The largest painting in the group is a vast ‘Neo-Baroque’ composition that reveals a floating life raft surmounted by a mass of vulnerable, naked legs and feet, set against a tumultuous sea and sky. The painting is reminiscent of the harrowing images we see in today’s news, showing the perilous journeys that refugees are forced to make to flee conflict. It can also be viewed as a contemporary analogue to The Raft of the Medusa (1818–19) by the French Romantic painter Théodore Géricault, which depicts the survivors of the wrecked naval frigate Méduse clinging to a raft after their ship ran aground in 1816.
Another large horizontal painting, the most cinematic in the group, initially resembles a huge aquarium but upon closer inspection reveals a partially decomposed body floating above tropical fish and vivid seaweed. Figure with Dog is dominated by an enormous partially clothed figure, standing near a petrified squatting dog and set against a Rousseau-esque landscape. Half woman, half monster, the figure’s enormous twisted mass of flesh and hair simultaneously seduces and repulses the viewer.
Three portraits, smaller in scale, illustrate the artist’s interest in deconstructing the genre of portraiture. In these works, he approaches the face as a landscape, its features obliterated by a textural smudge that hints at the underlying anatomy without depicting it.

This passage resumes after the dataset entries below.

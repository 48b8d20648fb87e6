const INLINE_STACK_SIZE: usize = 32;

/// The explicit stack used by every walk which would otherwise recurse.
///
/// Shallow trees never leave the inline buffer; degenerate ones spill to the heap instead of
/// overflowing the call stack.
pub(crate) type Stack<T> = smallvec::SmallVec<[T; INLINE_STACK_SIZE]>;

/// Reports a broken structural invariant, which can only be caused by a bug in the crate.
#[cold]
#[inline(never)]
#[track_caller]
pub(crate) fn invariant_violation(msg: &str) -> ! {
    // The forest is in a corrupted state at this point, so we should just abort the process
    // to prevent unwinders from observing it
    abort_on_panic(|| panic!("tree invariant violated: {}", msg));
    unreachable!("abort_on_panic returned from a panicking closure")
}

#[inline]
pub(crate) fn abort_on_panic<R>(f: impl FnOnce() -> R) -> R {
    #[cfg(feature = "unwind_safety")]
    {
        std::panic::catch_unwind(std::panic::AssertUnwindSafe(f))
            .unwrap_or_else(|_| std::process::exit(101))
    }
    #[cfg(not(feature = "unwind_safety"))]
    {
        f()
    }
}
//! Ubiquitous algorithms for trees.
//!
//! Every algorithm here is a free function over a [`Traversable`] and a cursor into it, so it works for any tree-like structure and not just [`Forest`]. All of them walk the tree with explicit stacks or by following parent links, never by recursion.
//!
//! This includes:
//! - Ancestry: [`ancestors`], [`depth`], [`is_child_of`] and [`find_common_ancestor`]
//! - Subtree statistics: [`leaves`] and [`size`]
//! - Locating the point where a path joins the rest of the tree: [`find_branching_point`]
//!
//! [`Traversable`]: ../trait.Traversable.html " "
//! [`Forest`]: ../../forest/struct.Forest.html " "
//! [`ancestors`]: fn.ancestors.html " "
//! [`depth`]: fn.depth.html " "
//! [`is_child_of`]: fn.is_child_of.html " "
//! [`find_common_ancestor`]: fn.find_common_ancestor.html " "
//! [`leaves`]: fn.leaves.html " "
//! [`size`]: fn.size.html " "
//! [`find_branching_point`]: fn.find_branching_point.html " "

mod ancestors;
mod branching;
mod leaves;
pub use ancestors::*;
pub use branching::*;
pub use leaves::*;

use super::Traversable;
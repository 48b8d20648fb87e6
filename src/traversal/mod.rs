//! Everything related to traversing trees in general.
//!
//! The module is home to the following items:
//! - [`Traversable`], the *capability trait for types which describe tree-like structures* in terms of parent, child and sibling links
//! - Pull-style iteration: [`ChildCursor`] for the children of a single node, [`DepthFirst`] and [`BreadthFirst`] for whole subtrees
//! - [`Traverser`], which drives a pair of user closures over a subtree while threading a separate accumulator down every path
//! - Implementations of ubiquitous algorithms for trees (see the [`algorithms`] module for more)
//!
//! None of the walks here use recursion, so arbitrarily deep trees are fine.
//!
//! [`algorithms`]: algorithms/index.html " "
//! [`Traversable`]: trait.Traversable.html " "
//! [`ChildCursor`]: struct.ChildCursor.html " "
//! [`DepthFirst`]: struct.DepthFirst.html " "
//! [`BreadthFirst`]: struct.BreadthFirst.html " "
//! [`Traverser`]: struct.Traverser.html " "

pub mod algorithms;
#[cfg(test)]
mod tests;

use core::{
    iter::FusedIterator,
    fmt::{self, Formatter, Debug, Display},
};
use std::collections::VecDeque;
use crate::util::Stack;

/// Data structures which can be walked through parent, child and sibling links.
pub trait Traversable {
    /// The type for the cursor which will be used for keeping track of the traversed nodes.
    ///
    /// Must be very cheaply clonable, but not required to be `Copy`.
    type Cursor: Clone + Debug + Eq;

    /// Returns a cursor to the parent of the node at the specified cursor, or `None` if that node is a root node.
    fn parent_of(&self, cursor: &Self::Cursor) -> Option<Self::Cursor>;
    /// Returns a cursor to the first child of the node at the specified cursor, or `None` if it's a leaf node.
    fn first_child_of(&self, cursor: &Self::Cursor) -> Option<Self::Cursor>;
    /// Returns a cursor to the last child of the node at the specified cursor, or `None` if it's a leaf node.
    fn last_child_of(&self, cursor: &Self::Cursor) -> Option<Self::Cursor>;
    /// Returns a cursor to the sibling which comes after the node at the specified cursor, or `None` if it's the last child of its parent.
    fn next_sibling_of(&self, cursor: &Self::Cursor) -> Option<Self::Cursor>;
    /// Returns a cursor to the sibling which comes before the node at the specified cursor, or `None` if it's the first child of its parent.
    fn prev_sibling_of(&self, cursor: &Self::Cursor) -> Option<Self::Cursor>;

    /// Returns `true` if the node at the specified cursor does not have children, `false` otherwise.
    #[inline]
    fn is_leaf(&self, cursor: &Self::Cursor) -> bool {
        self.first_child_of(cursor).is_none()
    }
    /// Returns `true` if the node at the specified cursor has exactly one child, `false` otherwise.
    #[inline]
    fn is_singleton(&self, cursor: &Self::Cursor) -> bool {
        match self.first_child_of(cursor) {
            Some(first) => Some(first) == self.last_child_of(cursor),
            None => false,
        }
    }
    /// Returns the number of children of the node at the specified cursor. Walks the entire child list.
    #[inline]
    fn num_children_of(&self, cursor: &Self::Cursor) -> usize {
        ChildCursor::new(self, cursor.clone()).count()
    }
    /// Returns a cursor to the *`n`*th child of the node at the specified cursor, or `None` if the child at that index does not exist.
    #[inline]
    fn nth_child_of(&self, cursor: &Self::Cursor, child_num: usize) -> Option<Self::Cursor> {
        ChildCursor::new(self, cursor.clone()).nth(child_num)
    }
}

/// A pull-style cursor over the children of a node.
///
/// Besides being an iterator, the cursor can be restarted from the first child at any point.
pub struct ChildCursor<'a, T: Traversable + ?Sized> {
    traversable: &'a T,
    parent: T::Cursor,
    next: Option<T::Cursor>,
}
impl<'a, T: Traversable + ?Sized> ChildCursor<'a, T> {
    /// Creates a cursor over the children of the specified node, positioned before the first child.
    #[inline]
    pub fn new(traversable: &'a T, parent: T::Cursor) -> Self {
        let next = traversable.first_child_of(&parent);
        Self {
            traversable,
            parent,
            next,
        }
    }
    /// Returns the next child and advances past it, or `None` if there are no more children.
    #[inline]
    pub fn consume(&mut self) -> Option<T::Cursor> {
        let current = self.next.take()?;
        self.next = self.traversable.next_sibling_of(&current);
        Some(current)
    }
    /// Rewinds the cursor back to the first child.
    #[inline]
    pub fn restart(&mut self) {
        self.next = self.traversable.first_child_of(&self.parent);
    }
    /// Returns the node whose children are being iterated over.
    #[inline(always)]
    pub fn parent(&self) -> &T::Cursor {
        &self.parent
    }
    /// Returns the traversable the cursor is walking.
    #[inline(always)]
    pub fn traversable(&self) -> &'a T {
        self.traversable
    }
}
impl<T: Traversable + ?Sized> Iterator for ChildCursor<'_, T> {
    type Item = T::Cursor;
    #[inline(always)]
    fn next(&mut self) -> Option<Self::Item> {
        self.consume()
    }
}
impl<T: Traversable + ?Sized> FusedIterator for ChildCursor<'_, T> {}
impl<T: Traversable + ?Sized> Clone for ChildCursor<'_, T> {
    #[inline]
    fn clone(&self) -> Self {
        Self {
            traversable: self.traversable,
            parent: self.parent.clone(),
            next: self.next.clone(),
        }
    }
}
impl<T: Traversable + ?Sized> Debug for ChildCursor<'_, T> {
    #[inline]
    fn fmt(&self, f: &mut Formatter<'_>) -> fmt::Result {
        f.debug_struct("ChildCursor")
            .field("parent", &self.parent)
            .field("next", &self.next)
            .finish()
    }
}

/// A node yielded by [`DepthFirst`] or [`BreadthFirst`], together with its depth relative to the node the walk started at.
///
/// [`DepthFirst`]: struct.DepthFirst.html " "
/// [`BreadthFirst`]: struct.BreadthFirst.html " "
#[derive(Copy, Clone, Debug, PartialEq, Eq, Hash)]
pub struct Visit<C> {
    /// The visited node.
    pub node: C,
    /// The number of edges between the starting node and the visited node.
    pub depth: usize,
}

/// A pre-order depth-first iterator over a subtree.
///
/// Every call to `next` pops one node off the stack and pushes all of its children, last child first, so that children come out in their natural order.
pub struct DepthFirst<'a, T: Traversable + ?Sized> {
    traversable: &'a T,
    stack: Stack<(T::Cursor, usize)>,
}
impl<'a, T: Traversable + ?Sized> DepthFirst<'a, T> {
    /// Creates an iterator over the subtree rooted at the specified node.
    #[inline]
    pub fn new(traversable: &'a T, root: T::Cursor) -> Self {
        let mut stack = Stack::new();
        stack.push((root, 0));
        Self { traversable, stack }
    }
}
impl<T: Traversable + ?Sized> Iterator for DepthFirst<'_, T> {
    type Item = Visit<T::Cursor>;
    fn next(&mut self) -> Option<Self::Item> {
        let (node, depth) = self.stack.pop()?;
        let mut child = self.traversable.last_child_of(&node);
        while let Some(current) = child {
            child = self.traversable.prev_sibling_of(&current);
            self.stack.push((current, depth + 1));
        }
        Some(Visit { node, depth })
    }
}
impl<T: Traversable + ?Sized> FusedIterator for DepthFirst<'_, T> {}
impl<T: Traversable + ?Sized> Debug for DepthFirst<'_, T> {
    #[inline]
    fn fmt(&self, f: &mut Formatter<'_>) -> fmt::Result {
        f.debug_struct("DepthFirst")
            .field("stack", &self.stack)
            .finish()
    }
}

/// A level-order breadth-first iterator over a subtree.
pub struct BreadthFirst<'a, T: Traversable + ?Sized> {
    traversable: &'a T,
    queue: VecDeque<(T::Cursor, usize)>,
}
impl<'a, T: Traversable + ?Sized> BreadthFirst<'a, T> {
    /// Creates an iterator over the subtree rooted at the specified node.
    #[inline]
    pub fn new(traversable: &'a T, root: T::Cursor) -> Self {
        let mut queue = VecDeque::new();
        queue.push_back((root, 0));
        Self { traversable, queue }
    }
}
impl<T: Traversable + ?Sized> Iterator for BreadthFirst<'_, T> {
    type Item = Visit<T::Cursor>;
    fn next(&mut self) -> Option<Self::Item> {
        let (node, depth) = self.queue.pop_front()?;
        let children = ChildCursor::new(self.traversable, node.clone());
        self.queue.extend(children.map(|child| (child, depth + 1)));
        Some(Visit { node, depth })
    }
}
impl<T: Traversable + ?Sized> FusedIterator for BreadthFirst<'_, T> {}
impl<T: Traversable + ?Sized> Debug for BreadthFirst<'_, T> {
    #[inline]
    fn fmt(&self, f: &mut Formatter<'_>) -> fmt::Result {
        f.debug_struct("BreadthFirst")
            .field("queue", &self.queue)
            .finish()
    }
}

/// Drives a pair of closures over a subtree, in either depth-first or breadth-first order.
///
/// The `init` closure receives the starting node and creates the accumulator for it. The `visit` closure is then called once per visited node with that node's accumulator, and returns the children which should be visited next, each with *its own* accumulator. This lets sibling subtrees carry independent context, like an indentation level, while still allowing the visitor to skip a subtree by not returning it.
///
/// # Example
/// ```rust
/// use bough::{forest::{Forest, NodeId}, traversal::Traverser};
///
/// let mut forest = Forest::new();
/// let root = forest.add("root");
/// let child = forest.node_mut(root).push_child("child");
/// forest.node_mut(child).push_child("grandchild");
///
/// let mut lines = Vec::new();
/// let mut traverser = Traverser::new(
///     |_: &NodeId| 0_usize,
///     |forest: &Forest<&str>, node: &NodeId, indent: &mut usize| {
///         lines.push(format!("{:width$}{}", "", forest.value(*node), width = *indent));
///         let children = forest.node(*node).child_cursor();
///         Ok::<_, ()>(children.map(|child| (child, *indent + 2)).collect())
///     },
/// );
/// traverser.apply_dfs(&forest, root).unwrap();
/// drop(traverser);
/// assert_eq!(lines, ["root", "  child", "    grandchild"]);
/// ```
#[derive(Copy, Clone, Debug)]
pub struct Traverser<I, V> {
    init: I,
    visit: V,
}
impl<I, V> Traverser<I, V> {
    /// Creates a traverser from the initialization closure and the visiting closure.
    #[inline(always)]
    pub const fn new(init: I, visit: V) -> Self {
        Self { init, visit }
    }
    /// Visits the subtree rooted at `root` in depth-first order.
    ///
    /// # Errors
    /// Stops at the first error returned by the visiting closure, handing it back together with the accumulator that closure was working with.
    pub fn apply_dfs<T, A, E>(&mut self, traversable: &T, root: T::Cursor) -> Result<(), Halted<A, E>>
    where
        T: Traversable + ?Sized,
        I: FnMut(&T::Cursor) -> A,
        V: FnMut(&T, &T::Cursor, &mut A) -> Result<Vec<(T::Cursor, A)>, E>,
    {
        self.apply(traversable, root, Order::DepthFirst)
    }
    /// Visits the subtree rooted at `root` in breadth-first order.
    ///
    /// # Errors
    /// Same as [`apply_dfs`](#method.apply_dfs).
    pub fn apply_bfs<T, A, E>(&mut self, traversable: &T, root: T::Cursor) -> Result<(), Halted<A, E>>
    where
        T: Traversable + ?Sized,
        I: FnMut(&T::Cursor) -> A,
        V: FnMut(&T, &T::Cursor, &mut A) -> Result<Vec<(T::Cursor, A)>, E>,
    {
        self.apply(traversable, root, Order::BreadthFirst)
    }

    fn apply<T, A, E>(
        &mut self,
        traversable: &T,
        root: T::Cursor,
        order: Order,
    ) -> Result<(), Halted<A, E>>
    where
        T: Traversable + ?Sized,
        I: FnMut(&T::Cursor) -> A,
        V: FnMut(&T, &T::Cursor, &mut A) -> Result<Vec<(T::Cursor, A)>, E>,
    {
        let info = (self.init)(&root);
        let mut frontier = VecDeque::new();
        frontier.push_back((root, info));
        while let Some((node, mut info)) = frontier.pop_front() {
            let next = match (self.visit)(traversable, &node, &mut info) {
                Ok(next) => next,
                Err(error) => return Err(Halted { info, error }),
            };
            match order {
                Order::DepthFirst => {
                    for entry in next.into_iter().rev() {
                        frontier.push_front(entry);
                    }
                }
                Order::BreadthFirst => frontier.extend(next),
            }
        }
        Ok(())
    }
}

#[derive(Copy, Clone, Debug, PartialEq, Eq)]
enum Order {
    DepthFirst,
    BreadthFirst,
}

/// The error produced by [`Traverser`] when the visiting closure fails.
///
/// [`Traverser`]: struct.Traverser.html " "
#[derive(Copy, Clone, Debug, PartialEq, Eq, Hash)]
pub struct Halted<A, E> {
    /// The accumulator as it was left by the failing call.
    pub info: A,
    /// The error returned by the visiting closure.
    pub error: E,
}
impl<A, E> Halted<A, E> {
    /// Discards the accumulator, returning only the error.
    #[inline(always)]
    #[allow(clippy::missing_const_for_fn)] // can't be const because of destructors
    pub fn into_error(self) -> E {
        self.error
    }
}
impl<A, E: Display> Display for Halted<A, E> {
    #[inline]
    fn fmt(&self, f: &mut Formatter<'_>) -> fmt::Result {
        write!(f, "traversal halted: {}", self.error)
    }
}
impl<A: Debug, E: std::error::Error + 'static> std::error::Error for Halted<A, E> {
    #[inline]
    fn source(&self) -> Option<&(dyn std::error::Error + 'static)> {
        Some(&self.error)
    }
}
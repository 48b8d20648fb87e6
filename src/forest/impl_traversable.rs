use crate::traversal::Traversable;
use super::{Forest, NodeId};

impl<P> Traversable for Forest<P> {
    type Cursor = NodeId;

    #[track_caller]
    fn parent_of(&self, cursor: &Self::Cursor) -> Option<Self::Cursor> {
        self.raw(*cursor).parent
    }
    #[track_caller]
    fn first_child_of(&self, cursor: &Self::Cursor) -> Option<Self::Cursor> {
        self.raw(*cursor).first_child
    }
    #[track_caller]
    fn last_child_of(&self, cursor: &Self::Cursor) -> Option<Self::Cursor> {
        self.raw(*cursor).last_child
    }
    #[track_caller]
    fn next_sibling_of(&self, cursor: &Self::Cursor) -> Option<Self::Cursor> {
        self.raw(*cursor).next_sibling
    }
    #[track_caller]
    fn prev_sibling_of(&self, cursor: &Self::Cursor) -> Option<Self::Cursor> {
        self.raw(*cursor).prev_sibling
    }
}
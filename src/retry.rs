//! Exponential backoff with jitter around fallible async calls.
//!
//! Only failures that report themselves as transient are retried. Anything
//! else is handed back after the first attempt, untouched.

use std::fmt::Display;
use std::future::Future;

use tokio::time::{sleep, Duration};
use tracing::{error, warn};

/// Classifies an error as worth retrying.
pub trait Transient {
    fn is_transient(&self) -> bool;
}

#[derive(Debug, Clone, Copy, PartialEq, Eq)]
pub struct RetryPolicy {
    pub max_attempts: u32,
    pub initial_delay: Duration,
    pub max_jitter: Duration,
}

impl RetryPolicy {
    pub const DEFAULT_JITTER: Duration = Duration::from_secs(2);

    pub fn new(max_attempts: u32, initial_delay: Duration) -> Self {
        Self {
            max_attempts,
            initial_delay,
            max_jitter: Self::DEFAULT_JITTER,
        }
    }

    /// Policy for the paper search: 5 attempts starting at 5s.
    pub fn search() -> Self {
        Self::new(5, Duration::from_secs(5))
    }

    /// Policy for the best-effort code and star lookups: 3 attempts starting at 2s.
    pub fn lookup() -> Self {
        Self::new(3, Duration::from_secs(2))
    }

    pub fn with_jitter(mut self, max_jitter: Duration) -> Self {
        self.max_jitter = max_jitter;
        self
    }

    /// Delay before the retry that follows failed attempt `attempt` (1-based),
    /// without jitter.
    pub fn delay_for(&self, attempt: u32) -> Duration {
        let exp = attempt.saturating_sub(1).min(31);
        self.initial_delay.saturating_mul(1u32 << exp)
    }

    fn backoff(&self, attempt: u32) -> Duration {
        self.delay_for(attempt).saturating_add(self.jitter())
    }

    fn jitter(&self) -> Duration {
        if self.max_jitter.is_zero() {
            return Duration::ZERO;
        }
        self.max_jitter.mul_f64(fastrand::f64())
    }

    /// Runs `op` until it succeeds, fails with a non-transient error, or
    /// `max_attempts` invocations have failed. The last error is returned as is.
    pub async fn run<T, E, F, Fut>(&self, label: &str, mut op: F) -> Result<T, E>
    where
        F: FnMut() -> Fut,
        Fut: Future<Output = Result<T, E>>,
        E: Transient + Display,
    {
        let max_attempts = self.max_attempts.max(1);
        let mut attempt = 0;

        loop {
            attempt += 1;
            let err = match op().await {
                Ok(value) => return Ok(value),
                Err(err) => err,
            };

            if !err.is_transient() {
                error!(%label, error = %err, "unexpected error, not retrying");
                return Err(err);
            }

            warn!(%label, attempt, max_attempts, error = %err, "connection error");
            if attempt >= max_attempts {
                error!(%label, "max retries reached, giving up");
                return Err(err);
            }

            let wait = self.backoff(attempt);
            warn!(%label, wait_secs = wait.as_secs_f64(), "retrying");
            sleep(wait).await;
        }
    }
}
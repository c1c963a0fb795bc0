use std::path::PathBuf;
use std::str::FromStr;

use clap::Parser;

use crate::error::Error;

// CL arguments for config
#[derive(Parser, Debug, Clone)]
#[command(author, version, about = "Daily arXiv digest: fetch papers per keyword, merge into a JSON store, render Markdown", long_about = None)]
pub struct Args {
    /// Topic and search query as TOPIC=QUERY. Repeat for several topics.
    #[arg(short, long = "keyword", value_name = "TOPIC=QUERY", default_values_t = default_keywords())]
    pub keywords: Vec<Keyword>,

    #[arg(short, long, default_value_t = 10)]
    pub max_results: usize,

    #[arg(long, env = "ARXIV_DAILY_STORE", default_value = "cv-arxiv-daily.json")]
    pub store: PathBuf,

    #[arg(long, env = "ARXIV_DAILY_REPORT", default_value = "README.md")]
    pub report: PathBuf,

    #[arg(long, env = "ARXIV_DAILY_ENDPOINT", default_value = crate::arxiv::DEFAULT_ENDPOINT)]
    pub arxiv_endpoint: String,

    #[arg(long, env = "ARXIV_DAILY_CODE_ENDPOINT", default_value = crate::code::DEFAULT_CODE_ENDPOINT)]
    pub code_endpoint: String,

    /// Seconds to wait between consecutive arXiv requests.
    #[arg(long, default_value_t = 3.0)]
    pub request_delay: f64,

    /// HTTP timeout in seconds.
    #[arg(long, default_value_t = 30)]
    pub timeout: u64,

    /// Print results with code links and stars instead of updating the store.
    #[arg(long, default_value_t = false)]
    pub preview: bool,

    #[arg(short, long, default_value_t = false)]
    pub verbose: bool,

    #[arg(short, long, default_value_t = false, conflicts_with = "verbose")]
    pub quiet: bool,
}

impl Args {
    /// Default tracing filter for the chosen verbosity.
    pub fn log_filter(&self) -> &'static str {
        if self.quiet {
            "error"
        } else if self.verbose {
            "debug"
        } else {
            "info"
        }
    }
}

/// A topic name and the query sent to arXiv for it.
#[derive(Debug, Clone, PartialEq, Eq)]
pub struct Keyword {
    pub topic: String,
    pub query: String,
}

impl Keyword {
    pub fn new(topic: impl Into<String>, query: impl Into<String>) -> Self {
        Self {
            topic: topic.into(),
            query: query.into(),
        }
    }
}

impl FromStr for Keyword {
    type Err = Error;

    fn from_str(s: &str) -> Result<Self, Self::Err> {
        let (topic, query) = match s.split_once('=') {
            Some((topic, query)) => (topic.trim(), query.trim()),
            None => (s.trim(), s.trim()),
        };
        if topic.is_empty() || query.is_empty() {
            return Err(Error::Config(format!(
                "keyword `{s}` must be TOPIC=QUERY with both parts non-empty"
            )));
        }
        Ok(Self::new(topic, query))
    }
}

impl std::fmt::Display for Keyword {
    fn fmt(&self, f: &mut std::fmt::Formatter<'_>) -> std::fmt::Result {
        write!(f, "{}={}", self.topic, self.query)
    }
}

fn default_keywords() -> Vec<Keyword> {
    vec![Keyword::new("AI Agents", "AI Agents"), Keyword::new("SLAM", "SLAM")]
}

#[cfg(test)]
mod tests {
    use super::*;

    #[test]
    fn keyword_parses_topic_and_query() {
        let kw: Keyword = "Robotics = cat:cs.RO AND all:grasping".parse().unwrap();
        assert_eq!(kw, Keyword::new("Robotics", "cat:cs.RO AND all:grasping"));
    }

    #[test]
    fn bare_keyword_is_its_own_query() {
        assert_eq!("SLAM".parse::<Keyword>().unwrap(), Keyword::new("SLAM", "SLAM"));
    }

    #[test]
    fn empty_parts_are_rejected() {
        assert!(matches!("=SLAM".parse::<Keyword>(), Err(Error::Config(_))));
        assert!(matches!("SLAM=".parse::<Keyword>(), Err(Error::Config(_))));
        assert!(matches!("  ".parse::<Keyword>(), Err(Error::Config(_))));
    }

    #[test]
    fn defaults_match_original_topics() {
        let args = Args::parse_from(["arxiv_daily"]);
        assert_eq!(args.keywords, default_keywords());
        assert_eq!(args.max_results, 10);
        assert_eq!(args.store, PathBuf::from("cv-arxiv-daily.json"));
        assert_eq!(args.report, PathBuf::from("README.md"));
        assert_eq!(args.log_filter(), "info");
    }

    #[test]
    fn repeated_keyword_flags_replace_defaults() {
        let args = Args::parse_from(["arxiv_daily", "-k", "NeRF=neural radiance", "-k", "SLAM", "-v"]);
        assert_eq!(
            args.keywords,
            vec![Keyword::new("NeRF", "neural radiance"), Keyword::new("SLAM", "SLAM")]
        );
        assert_eq!(args.log_filter(), "debug");
    }
}
//! Persisted topic -> paper key -> table row mapping.
//!
//! The file is read whole and rewritten whole. Writes go through a temporary
//! file in the target directory that is renamed into place. Concurrent
//! writers are not coordinated; the last one to rename wins.

use std::fs;
use std::io::Write;
use std::path::Path;

use indexmap::IndexMap;
use serde::{Deserialize, Deserializer, Serialize};
use tracing::{debug, info};

use crate::error::Result;
use crate::paper::PaperRecord;

pub type PaperRows = IndexMap<String, String>;

/// Freshly fetched rows for a single topic.
#[derive(Debug, Clone, PartialEq, Eq)]
pub struct TopicBatch {
    pub topic: String,
    pub papers: PaperRows,
}

impl TopicBatch {
    pub fn new(topic: impl Into<String>, papers: PaperRows) -> Self {
        Self {
            topic: topic.into(),
            papers,
        }
    }

    /// Later records with an already seen key replace the earlier row.
    pub fn from_records(topic: &str, records: &[PaperRecord]) -> Self {
        let papers = records
            .iter()
            .map(|record| (record.key.clone(), record.table_row()))
            .collect();
        Self::new(topic, papers)
    }
}

#[derive(Debug, Clone, Default, PartialEq, Eq, Serialize)]
#[serde(transparent)]
pub struct TopicStore {
    topics: IndexMap<String, PaperRows>,
}

// On-disk shape; rows may have been written as `null`
type StoredTopics = IndexMap<String, IndexMap<String, Option<String>>>;

impl<'de> Deserialize<'de> for TopicStore {
    fn deserialize<D>(deserializer: D) -> std::result::Result<Self, D::Error>
    where
        D: Deserializer<'de>,
    {
        let stored = StoredTopics::deserialize(deserializer)?;
        Ok(stored
            .into_iter()
            .map(|(topic, rows)| {
                let rows = rows
                    .into_iter()
                    .filter_map(|(key, row)| row.map(|row| (key, row)))
                    .collect();
                (topic, rows)
            })
            .collect())
    }
}

impl TopicStore {
    pub fn new() -> Self {
        Self::default()
    }

    /// Loads the store, creating the file as `{}` when it does not exist.
    /// An empty file reads as an empty store.
    pub fn load(path: &Path) -> Result<Self> {
        if !path.exists() {
            fs::write(path, "{}")?;
            info!(path = %path.display(), "created empty store");
            return Ok(Self::new());
        }

        let contents = fs::read_to_string(path)?;
        if contents.trim().is_empty() {
            return Ok(Self::new());
        }
        let store: Self = serde_json::from_str(&contents)?;
        debug!(path = %path.display(), topics = store.topics.len(), "loaded store");
        Ok(store)
    }

    /// Existing topics gain new keys and have overlapping keys replaced;
    /// unknown topics are inserted as fetched.
    pub fn merge<I>(&mut self, batches: I)
    where
        I: IntoIterator<Item = TopicBatch>,
    {
        for batch in batches {
            match self.topics.get_mut(&batch.topic) {
                Some(existing) => existing.extend(batch.papers),
                None => {
                    self.topics.insert(batch.topic, batch.papers);
                }
            }
        }
    }

    pub fn save(&self, path: &Path) -> Result<()> {
        let mut json = Vec::new();
        let formatter = serde_json::ser::PrettyFormatter::with_indent(b"    ");
        let mut serializer = serde_json::Serializer::with_formatter(&mut json, formatter);
        self.serialize(&mut serializer)?;
        write_atomically(path, &json)?;
        info!(path = %path.display(), topics = self.topics.len(), papers = self.paper_count(), "store saved");
        Ok(())
    }

    pub fn topics(&self) -> impl Iterator<Item = (&str, &PaperRows)> {
        self.topics.iter().map(|(topic, rows)| (topic.as_str(), rows))
    }

    pub fn topic(&self, name: &str) -> Option<&PaperRows> {
        self.topics.get(name)
    }

    pub fn paper_count(&self) -> usize {
        self.topics.values().map(IndexMap::len).sum()
    }

    pub fn is_empty(&self) -> bool {
        self.topics.is_empty()
    }
}

impl FromIterator<(String, PaperRows)> for TopicStore {
    fn from_iter<T: IntoIterator<Item = (String, PaperRows)>>(iter: T) -> Self {
        Self {
            topics: iter.into_iter().collect(),
        }
    }
}

/// Load, merge, and rewrite the store at `path`.
pub fn update_store<I>(path: &Path, batches: I) -> Result<TopicStore>
where
    I: IntoIterator<Item = TopicBatch>,
{
    let mut store = TopicStore::load(path)?;
    store.merge(batches);
    store.save(path)?;
    Ok(store)
}

/// Replaces `path` with `contents` via a sibling temp file and a rename.
pub(crate) fn write_atomically(path: &Path, contents: &[u8]) -> Result<()> {
    let dir = match path.parent() {
        Some(parent) if !parent.as_os_str().is_empty() => parent,
        _ => Path::new("."),
    };
    let mut tmp = tempfile::NamedTempFile::new_in(dir)?;
    tmp.write_all(contents)?;
    tmp.as_file().sync_all()?;
    tmp.persist(path).map_err(|e| e.error)?;
    Ok(())
}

At the heart of Ghenie’s portraiture is his fascination with the uniquely human ability to anthropomorphise abstract signs and symbols, mentally filling in the blanks so that not only do we read a faceless figure as a portrait, but the subject is recognisable.
Above all, these works are united by Ghenie’s emotive handling of paint, which he scrapes and manipulates on the canvas to create a pictorial palimpsest superimposing the controversial themes of history, politics, ideology and mass media, where meaning always remains unfixed.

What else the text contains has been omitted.